Facebook’s ambitious cryptocurrency project, Libra, has yet to go anywhere, but European regulators are already seeing it as a threat to other cryptocurrency and digital payment companies.
As first reported by Bloomberg Law on Tuesday, the European Commission (EC) is “currently investigating potential anti-competitive behavior” related to the Facebook’s Libra coin and its underlying digital wallet, Calibra, the European Union’s law enforcement agency said in a questionnaire sent out earlier this month to groups related to Libra proposals.
Sending out questionnaires is a standard step in the EC’s early-stage information gathering about a possible antitrust case. Regulators are concerned about how Facebook’s Libra coin may shut out potential rivals and even lead to the misuse of consumer data if it becomes too dominant.
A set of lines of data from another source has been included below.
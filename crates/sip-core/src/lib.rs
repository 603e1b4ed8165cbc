//! SIP message model and parsers.
//!
//! Wire text goes in through [`parser::MessageAssembler`] (or
//! [`parse_message`] for a complete buffer) and comes out as a typed
//! [`Message`]; [`Message::to_bytes`] goes the other way.
//!
//! ```
//! use sipwire_sip_core::prelude::*;
//!
//! let msg = parse_message(
//!     b"OPTIONS sip:carol@chicago.com SIP/2.0\r\n\
//!       Via: SIP/2.0/UDP pc33.atlanta.com;branch=z9hG4bKhjhs8ass877\r\n\
//!       Call-ID: a84b4c76e66710\r\n\
//!       CSeq: 63104 OPTIONS\r\n\
//!       Content-Length: 0\r\n\r\n",
//! )
//! .unwrap();
//! assert_eq!(msg.branch(), Some("z9hG4bKhjhs8ass877"));
//! ```

pub mod error;
pub mod parser;
pub mod types;

pub use error::{Error, ParseError, ParseErrorKind, Result};
pub use parser::{parse_message, MessageAssembler};
pub use types::{
    Address, CSeq, Header, HeaderAccess, HeaderName, HeaderValue, Message, Method, Param, Request, Response,
    StatusCode, Uri, ViaHeader,
};

pub mod prelude {
    pub use crate::error::{Error, ParseError, ParseErrorKind, Result};
    pub use crate::parser::{
        parse_message, HeaderErrorPolicy, HeaderParserRegistry, LenientPolicy, MessageAssembler, StrictPolicy,
    };
    pub use crate::types::{
        Address, CSeq, ContactValue, Header, HeaderAccess, HeaderName, HeaderValue, Host, MediaType, Message,
        Method, Param, ParamList, Request, Response, Scheme, StatusCode, Uri, Version, ViaHeader,
    };
}
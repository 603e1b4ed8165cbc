//! Line-level helpers used before grammar dispatch.

/// Locate the end of the header block.
///
/// Returns the length of the header block (without the blank line) and the
/// offset of the first body byte. Accepts bare-LF line endings.
pub fn find_header_end(data: &[u8]) -> Option<(usize, usize)> {
    let mut line_start = 0;
    for (i, &b) in data.iter().enumerate() {
        if b != b'\n' {
            continue;
        }
        let line = &data[line_start..i];
        let line = line.strip_suffix(b"\r").unwrap_or(line);
        if line.is_empty() && line_start > 0 {
            return Some((line_start, i + 1));
        }
        line_start = i + 1;
    }
    None
}

/// Split a header block into logical lines, joining continuation lines
/// (those starting with SP or HTAB) onto the previous one with a single
/// space. CR is stripped and blank lines are dropped.
pub fn unfold_lines(block: &str) -> Vec<String> {
    let mut lines: Vec<String> = Vec::new();
    for raw in block.split('\n') {
        let line = raw.strip_suffix('\r').unwrap_or(raw);
        if line.trim().is_empty() {
            continue;
        }
        let continues = line.starts_with([' ', '\t']);
        match lines.last_mut() {
            Some(previous) if continues => {
                previous.truncate(previous.trim_end().len());
                previous.push(' ');
                previous.push_str(line.trim_start());
            }
            _ => lines.push(line.to_string()),
        }
    }
    lines
}

/// Best-effort Content-Length lookup over raw header bytes.
///
/// Used when the block fails to parse, so a framer can still skip the
/// body of a message it is discarding. Any unreadable value counts as
/// absent.
pub fn scan_content_length(header_block: &[u8]) -> Option<usize> {
    header_block.split(|&b| b == b'\n').find_map(|line| {
        let colon = line.iter().position(|&b| b == b':')?;
        let name = std::str::from_utf8(&line[..colon]).ok()?.trim();
        if !(name.eq_ignore_ascii_case("content-length") || name.eq_ignore_ascii_case("l")) {
            return None;
        }
        std::str::from_utf8(&line[colon + 1..]).ok()?.trim().parse().ok()
    })
}

#[cfg(test)]
mod tests {
    use super::*;

    #[test]
    fn header_end_with_crlf_and_lf() {
        let data = b"OPTIONS sip:a SIP/2.0\r\nl: 2\r\n\r\nhi";
        let (head, body) = find_header_end(data).unwrap();
        assert_eq!(&data[..head], b"OPTIONS sip:a SIP/2.0\r\nl: 2\r\n");
        assert_eq!(&data[body..], b"hi");

        let data = b"SIP/2.0 200 OK\nCall-ID: x\n\n";
        let (head, body) = find_header_end(data).unwrap();
        assert_eq!(head, 26);
        assert_eq!(body, data.len());
        assert_eq!(find_header_end(b"SIP/2.0 200 OK\r\n"), None);
    }

    #[test]
    fn folded_lines_are_joined() {
        let lines = unfold_lines("Subject: I know you're there,\r\n   pick up the phone\r\nTo: <sip:b@x>\r\n");
        assert_eq!(lines, ["Subject: I know you're there, pick up the phone", "To: <sip:b@x>"]);
    }

    #[test]
    fn content_length_scan_is_lenient() {
        assert_eq!(scan_content_length(b"INVITE x\r\nl :  12\r\n"), Some(12));
        assert_eq!(scan_content_length(b"INVITE x\r\nContent-Length: abc\r\n"), None);
        assert_eq!(scan_content_length(b"INVITE x\r\nTo: y\r\n"), None);
    }
}
impl DialogManager {
    pub fn new(transactions: TransactionManager) -> (Self, mpsc::Receiver<DialogEvent>) {
        let (events_tx, events_rx) = mpsc::channel(DEFAULT_EVENT_CAPACITY);
        let manager = Self {
            transactions,
            dialogs: Arc::new(DashMap::new()),
            transaction_to_dialog: Arc::new(DashMap::new()),
            events_tx,
        };
        (manager, events_rx)
    }

    pub fn transactions(&self) -> &TransactionManager {
        &self.transactions
    }

    /// Snapshot of a dialog.
    pub async fn get(&self, id: &DialogId) -> Option<Dialog> {
        let dialog = self.dialog(id).ok()?;
        let snapshot = dialog.lock().await.clone();
        Some(snapshot)
    }

    pub async fn state(&self, id: &DialogId) -> Option<DialogState> {
        self.get(id).await.map(|dialog| dialog.state)
    }

    pub fn dialog_ids(&self) -> Vec<DialogId> {
        self.dialogs.iter().map(|entry| entry.key().clone()).collect()
    }

    pub fn dialog_count(&self) -> usize {
        self.dialogs.len()
    }

    /// First dialog a transaction is bound to, if any.
    pub fn dialog_for_transaction(&self, key: &TransactionKey) -> Option<DialogId> {
        self.transaction_to_dialog
            .get(key)
            .and_then(|entry| entry.value().first().cloned())
    }

    /// Every dialog a transaction is bound to, in creation order.
    pub fn dialogs_for_transaction(&self, key: &TransactionKey) -> Vec<DialogId> {
        self.transaction_to_dialog
            .get(key)
            .map(|entry| entry.value().clone())
            .unwrap_or_default()
    }

    /// Build the next in-dialog request without sending it. Takes a fresh
    /// local CSeq.
    pub async fn create_request(&self, id: &DialogId, method: Method) -> DialogResult<Request> {
        let dialog = self.dialog(id)?;
        let mut dialog = dialog.lock().await;
        dialog.create_request(method)
    }

    /// Build and send an in-dialog request on a new client transaction
    /// bound to the dialog. Returns the transaction's key.
    pub async fn send_request(&self, id: &DialogId, method: Method) -> DialogResult<TransactionKey> {
        let dialog = self.dialog(id)?;
        let mut dialog = dialog.lock().await;

        let mut request = dialog.create_request(method)?;
        let destination = next_hop_addr(&dialog)?;
        self.add_transport_headers(&mut request, generate_branch())?;

        let key = self.transactions.create_client_transaction(request, destination).await?;
        self.bind(&key, id);
        self.transactions.send_request(&key).await?;
        debug!(dialog = %id, transaction = %key, seq = dialog.local_seq, "Sent in-dialog request");
        Ok(key)
    }

    /// Send the ACK for the 2xx that INVITE transaction `invite` received.
    pub async fn send_ack(&self, id: &DialogId, invite: &TransactionKey) -> DialogResult<()> {
        let invite_seq = self
            .transactions
            .original_request(invite)?
            .cseq()
            .map(|cseq| cseq.seq)
            .ok_or_else(|| DialogError::protocol_error("INVITE has no CSeq"))?;

        let dialog = self.dialog(id)?;
        let dialog = dialog.lock().await;
        let mut ack = dialog.create_ack(invite_seq);
        self.add_transport_headers(&mut ack, generate_branch())?;
        self.transactions.send_ack(invite, ack).await?;
        debug!(dialog = %id, seq = invite_seq, "Sent ACK");
        Ok(())
    }

    /// Send `response` on server transaction `key`, creating the UAS dialog
    /// when it answers a dialog-creating request with 101-299.
    ///
    /// A missing to-tag and Contact are filled in for dialog-creating
    /// responses.
    pub async fn send_response(&self, key: &TransactionKey, mut response: Response) -> DialogResult<Option<DialogId>> {
        let request = self.transactions.original_request(key)?;
        let status = response.status();

        let bound = self.dialog_for_transaction(key);
        let creates_dialog = bound.is_none()
            && request.method.creates_dialog()
            && request.to_tag().is_none()
            && status != StatusCode::TRYING
            && (status.is_provisional() || status.is_success());

        if creates_dialog {
            if response.to_tag().is_none() {
                if let Some(to) = response.to_address_mut() {
                    to.set_tag(generate_tag());
                }
            }
            if response.contacts().is_empty() {
                let contact = local_contact(self.transactions.transport().local_addr()?);
                response.push_header(Header::new(
                    HeaderName::Contact,
                    HeaderValue::Contact(ContactValue::Addresses(vec![contact])),
                ));
            }
        }

        let dialog_id = if creates_dialog {
            let dialog = Dialog::from_uas(&request, &response)?;
            let id = dialog.id.clone();
            // A second provisional from the same UAS reuses the dialog
            self.insert_dialog(dialog).await;
            self.bind(key, &id);
            Some(id)
        } else {
            bound
        };

        self.transactions.send_response(key, response.clone()).await?;

        if let Some(id) = &dialog_id {
            self.apply_response(id, key.method(), &response).await?;
        }
        Ok(dialog_id)
    }

    /// Apply a response received on client transaction `key`.
    ///
    /// A 101-299 with a to-tag to a dialog-creating request creates the
    /// UAC dialog (early for 1xx, confirmed for 2xx); every to-tag gets a
    /// dialog of its own. A 300-699 to a dialog-creating request ends every
    /// early dialog the transaction created, whatever its to-tag.
    /// Responses on in-dialog transactions update their dialog.
    pub async fn handle_response(&self, key: &TransactionKey, response: &Response) -> DialogResult<Option<DialogId>> {
        let bound = self.dialogs_for_transaction(key);
        let status = response.status();
        let creating = !key.is_server() && key.method().creates_dialog();

        if !creating {
            let Some(id) = bound.into_iter().next() else {
                return Ok(None);
            };
            self.apply_response(&id, key.method(), response).await?;
            return Ok(Some(id));
        }

        let same_tag = bound
            .iter()
            .find(|id| response.to_tag() == Some(id.remote_tag.as_str()))
            .cloned();

        if status.is_final() && !status.is_success() {
            if let Some(id) = &same_tag {
                self.apply_response(id, key.method(), response).await?;
            }
            self.terminate_early(key).await;
            return Ok(same_tag);
        }

        if let Some(id) = same_tag {
            self.apply_response(&id, key.method(), response).await?;
            return Ok(Some(id));
        }

        if status == StatusCode::TRYING || response.to_tag().is_none() {
            return Ok(None);
        }

        let request = self.transactions.original_request(key)?;
        let dialog = Dialog::from_uac_response(&request, response)?;
        let id = dialog.id.clone();
        if !self.insert_dialog(dialog).await {
            self.apply_response(&id, key.method(), response).await?;
        }
        self.bind(key, &id);
        Ok(Some(id))
    }

    /// Apply an incoming in-dialog request received on server transaction
    /// `key`.
    ///
    /// Requests without a to-tag are not in-dialog and return `Ok(None)`.
    /// A request for an unknown dialog is answered with 481, one whose
    /// CSeq went backwards with 500; both are returned as errors.
    pub async fn handle_request(&self, key: &TransactionKey, request: &Request) -> DialogResult<Option<DialogId>> {
        let Some(id) = DialogId::for_incoming_request(request) else {
            return Ok(None);
        };
        let is_ack = request.method == Method::Ack;

        let Ok(dialog) = self.dialog(&id) else {
            if !is_ack {
                warn!(dialog = %id, method = %request.method, "Request for unknown dialog, answering 481");
                let response = create_response(request, StatusCode::CALL_OR_TRANSACTION_DOES_NOT_EXIST);
                self.transactions.send_response(key, response).await?;
            }
            return Err(DialogError::DialogNotFound(id));
        };

        let applied = dialog.lock().await.apply_request(request);
        if let Err(e) = applied {
            if !is_ack && e.is_protocol_violation() {
                warn!(dialog = %id, error = %e, "Rejecting out-of-order request with 500");
                let response = create_response(request, StatusCode::SERVER_INTERNAL_ERROR);
                self.transactions.send_response(key, response).await?;
            }
            return Err(e);
        }

        if !is_ack {
            self.bind(key, &id);
        }
        debug!(dialog = %id, method = %request.method, "Applied in-dialog request");
        Ok(Some(id))
    }

    /// Terminate a dialog locally. No BYE is sent.
    pub async fn terminate(&self, id: &DialogId) -> DialogResult<()> {
        let dialog = self.dialog(id)?;
        let previous = {
            let mut dialog = dialog.lock().await;
            let previous = dialog.state;
            dialog.terminate();
            previous
        };
        self.finish_transition(id, previous, DialogState::Terminated).await;
        Ok(())
    }

    /// Drive the dialog layer from one transaction event. Returns the
    /// dialog the event applied to, if any.
    pub async fn process_transaction_event(&self, event: &TransactionEvent) -> DialogResult<Option<DialogId>> {
        match event {
            TransactionEvent::NewRequest {
                transaction_id, request, ..
            } => self.handle_request(transaction_id, request).await,
            TransactionEvent::AckReceived {
                transaction_id, request, ..
            } => self.handle_request(transaction_id, request).await,
            TransactionEvent::ProvisionalResponse {
                transaction_id,
                response,
            }
            | TransactionEvent::SuccessResponse {
                transaction_id,
                response,
            }
            | TransactionEvent::FailureResponse {
                transaction_id,
                response,
            } => self.handle_response(transaction_id, response).await,
            TransactionEvent::TransactionTimeout { transaction_id }
            | TransactionEvent::TransportError { transaction_id, .. } => {
                let bound = self.dialogs_for_transaction(transaction_id);
                for id in &bound {
                    info!(dialog = %id, transaction = %transaction_id, "Transaction failed, terminating dialog");
                    // Already gone if an earlier event ended it
                    let _ = self.terminate(id).await;
                }
                Ok(bound.into_iter().next())
            }
            TransactionEvent::TransactionTerminated { transaction_id } => {
                if !transaction_id.is_server() && transaction_id.method().creates_dialog() {
                    self.terminate_early(transaction_id).await;
                }
                Ok(self
                    .transaction_to_dialog
                    .remove(transaction_id)
                    .and_then(|(_, ids)| ids.into_iter().next()))
            }
            _ => Ok(None),
        }
    }

    fn dialog(&self, id: &DialogId) -> DialogResult<Arc<Mutex<Dialog>>> {
        self.dialogs
            .get(id)
            .map(|entry| entry.value().clone())
            .ok_or_else(|| DialogError::DialogNotFound(id.clone()))
    }

    /// Store a new dialog. Returns false, leaving the stored one alone,
    /// when a dialog with the same id already exists.
    async fn insert_dialog(&self, dialog: Dialog) -> bool {
        let id = dialog.id.clone();
        let state = dialog.state;
        let inserted = match self.dialogs.entry(id.clone()) {
            Entry::Occupied(_) => false,
            Entry::Vacant(slot) => {
                slot.insert(Arc::new(Mutex::new(dialog)));
                true
            }
        };
        if inserted {
            info!(dialog = %id, state = %state, "Dialog created");
            let _ = self.events_tx.send(DialogEvent::Created { dialog_id: id, state }).await;
        }
        inserted
    }

    fn bind(&self, key: &TransactionKey, id: &DialogId) {
        let mut bound = self.transaction_to_dialog.entry(key.clone()).or_default();
        if !bound.contains(id) {
            bound.push(id.clone());
        }
    }

    /// End the dialogs of `key` that never left Early: the INVITE failed,
    /// or another fork answered and the transaction is over.
    async fn terminate_early(&self, key: &TransactionKey) {
        for id in self.dialogs_for_transaction(key) {
            let Ok(dialog) = self.dialog(&id) else {
                continue;
            };
            let ended = {
                let mut dialog = dialog.lock().await;
                let early = dialog.state == DialogState::Early;
                if early {
                    dialog.terminate();
                }
                early
            };
            if ended {
                debug!(dialog = %id, transaction = %key, "Early dialog ended with its transaction");
                self.finish_transition(&id, DialogState::Early, DialogState::Terminated).await;
            }
        }
    }

    async fn apply_response(&self, id: &DialogId, method: &Method, response: &Response) -> DialogResult<()> {
        let dialog = self.dialog(id)?;
        let transition = {
            let mut dialog = dialog.lock().await;
            let previous = dialog.state;
            dialog.update_from_response(method, response).then_some((previous, dialog.state))
        };
        if let Some((previous, new_state)) = transition {
            self.finish_transition(id, previous, new_state).await;
        }
        Ok(())
    }

    /// Report a state change; a terminated dialog is dropped with every
    /// binding to it.
    async fn finish_transition(&self, id: &DialogId, previous_state: DialogState, new_state: DialogState) {
        if previous_state != new_state {
            let _ = self
                .events_tx
                .send(DialogEvent::StateChanged {
                    dialog_id: id.clone(),
                    previous_state,
                    new_state,
                })
                .await;
        }
        if new_state.is_terminated() && self.dialogs.remove(id).is_some() {
            self.transaction_to_dialog.retain(|_, bound| {
                bound.retain(|other| other != id);
                !bound.is_empty()
            });
            info!(dialog = %id, "Dialog terminated");
            let _ = self.events_tx.send(DialogEvent::Terminated { dialog_id: id.clone() }).await;
        }
    }

    /// Top Via for the transport we send on, and a Contact for requests
    /// that refresh the remote target.
    fn add_transport_headers(&self, request: &mut Request, branch: String) -> DialogResult<()> {
        let transport = self.transactions.transport();
        let local_addr = transport.local_addr()?;
        let via = via_for_transport(local_addr, transport.is_reliable(), branch);
        request
            .headers
            .insert(0, Header::new(HeaderName::Via, HeaderValue::Via(vec![via])));
        if request.method.is_target_refresh() && request.contacts().is_empty() {
            request.push_header(Header::new(
                HeaderName::Contact,
                HeaderValue::Contact(ContactValue::Addresses(vec![local_contact(local_addr)])),
            ));
        }
        Ok(())
    }
}
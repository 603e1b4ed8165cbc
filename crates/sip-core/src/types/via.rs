use std::fmt;

use serde::{Deserialize, Serialize};

use crate::types::param::{set_param, write_params, Param, ParamList};
use crate::types::uri::Host;

/// RFC 3261 magic cookie that prefixes every compliant branch
pub const BRANCH_MAGIC_COOKIE: &str = "z9hG4bK";

/// One `via-parm`: `SIP/2.0/UDP host:port;branch=...`
#[derive(Debug, Clone, PartialEq, Eq, Hash, Serialize, Deserialize)]
pub struct ViaHeader {
    pub protocol: String,
    pub version: String,
    pub transport: String,
    pub host: Host,
    pub port: Option<u16>,
    pub params: Vec<Param>,
}

impl ViaHeader {
    pub fn new(transport: impl Into<String>, host: Host, port: Option<u16>, branch: impl Into<String>) -> Self {
        Self {
            protocol: "SIP".to_string(),
            version: "2.0".to_string(),
            transport: transport.into().to_ascii_uppercase(),
            host,
            port,
            params: vec![Param::Branch(branch.into())],
        }
    }

    pub fn branch(&self) -> Option<&str> {
        self.params.iter().find_map(|p| match p {
            Param::Branch(b) => Some(b.as_str()),
            _ => None,
        })
    }

    pub fn received(&self) -> Option<&str> {
        self.params.iter().find_map(|p| match p {
            Param::Received(r) => Some(r.as_str()),
            _ => None,
        })
    }

    pub fn rport(&self) -> Option<Option<u16>> {
        self.params.iter().find_map(|p| match p {
            Param::Rport(port) => Some(*port),
            _ => None,
        })
    }

    pub fn set_param(&mut self, param: Param) {
        set_param(&mut self.params, param);
    }

    /// `host[:port]` of the sender.
    pub fn sent_by(&self) -> String {
        match self.port {
            Some(port) => format!("{}:{}", self.host, port),
            None => self.host.to_string(),
        }
    }

    pub fn is_reliable(&self) -> bool {
        !self.transport.eq_ignore_ascii_case("UDP")
    }
}

impl ParamList for ViaHeader {
    fn params(&self) -> &[Param] {
        &self.params
    }
}

impl fmt::Display for ViaHeader {
    fn fmt(&self, f: &mut fmt::Formatter<'_>) -> fmt::Result {
        write!(f, "{}/{}/{} {}", self.protocol, self.version, self.transport, self.sent_by())?;
        write_params(f, &self.params)
    }
}
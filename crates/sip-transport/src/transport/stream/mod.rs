//! Stream framing shared by connection-oriented transports.

mod framer;

pub use framer::{MessageSink, SipStreamCodec, StreamFramer};
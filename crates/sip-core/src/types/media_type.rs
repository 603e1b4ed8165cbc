use std::fmt;

use serde::{Deserialize, Serialize};

use crate::types::param::{write_params, Param, ParamList};

/// `type/subtype;param=value` as carried by Content-Type.
#[derive(Debug, Clone, PartialEq, Eq, Hash, Serialize, Deserialize)]
pub struct MediaType {
    pub mtype: String,
    pub subtype: String,
    pub params: Vec<Param>,
}

impl MediaType {
    pub fn new(mtype: impl Into<String>, subtype: impl Into<String>) -> Self {
        Self {
            mtype: mtype.into(),
            subtype: subtype.into(),
            params: Vec::new(),
        }
    }

    pub fn sdp() -> Self {
        Self::new("application", "sdp")
    }

    pub fn essence_eq(&self, other: &MediaType) -> bool {
        self.mtype.eq_ignore_ascii_case(&other.mtype) && self.subtype.eq_ignore_ascii_case(&other.subtype)
    }
}

impl ParamList for MediaType {
    fn params(&self) -> &[Param] {
        &self.params
    }
}

impl fmt::Display for MediaType {
    fn fmt(&self, f: &mut fmt::Formatter<'_>) -> fmt::Result {
        write!(f, "{}/{}", self.mtype, self.subtype)?;
        write_params(f, &self.params)
    }
}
Facebook has over two billion users globally, meaning that, once available, Libra could instantly have a customer base larger than what any other payment service, bank or other financial institution has ever seen.
That’s also one of the main reasons Facebook has faced resistance from regulators, central banks and politicians both at home and abroad since unveiling the crypto project in June.
Earlier this month, the Senate Banking Committee grilled Facebook’s Libra project head, David Marcus, in a multi-hour congressional hearing on topics including safety, privacy and supervision.
Facebook hopes to address lawmakers’ concerns on these issues with the Libra Association, a third-party supervisory board consisting of established companies such as Visa, Mastercard, Uber, PayPal, Stripe, Booking.com and Facebook itself. Mark Zuckerberg’s early business partners, twin brothers Cameron and Tyler Winklevoss, are also reportedly in talks to join the group.
The Winklevoss brothers are co-founders of Gemini, one of the largest cryptocurrency trading platforms in the world.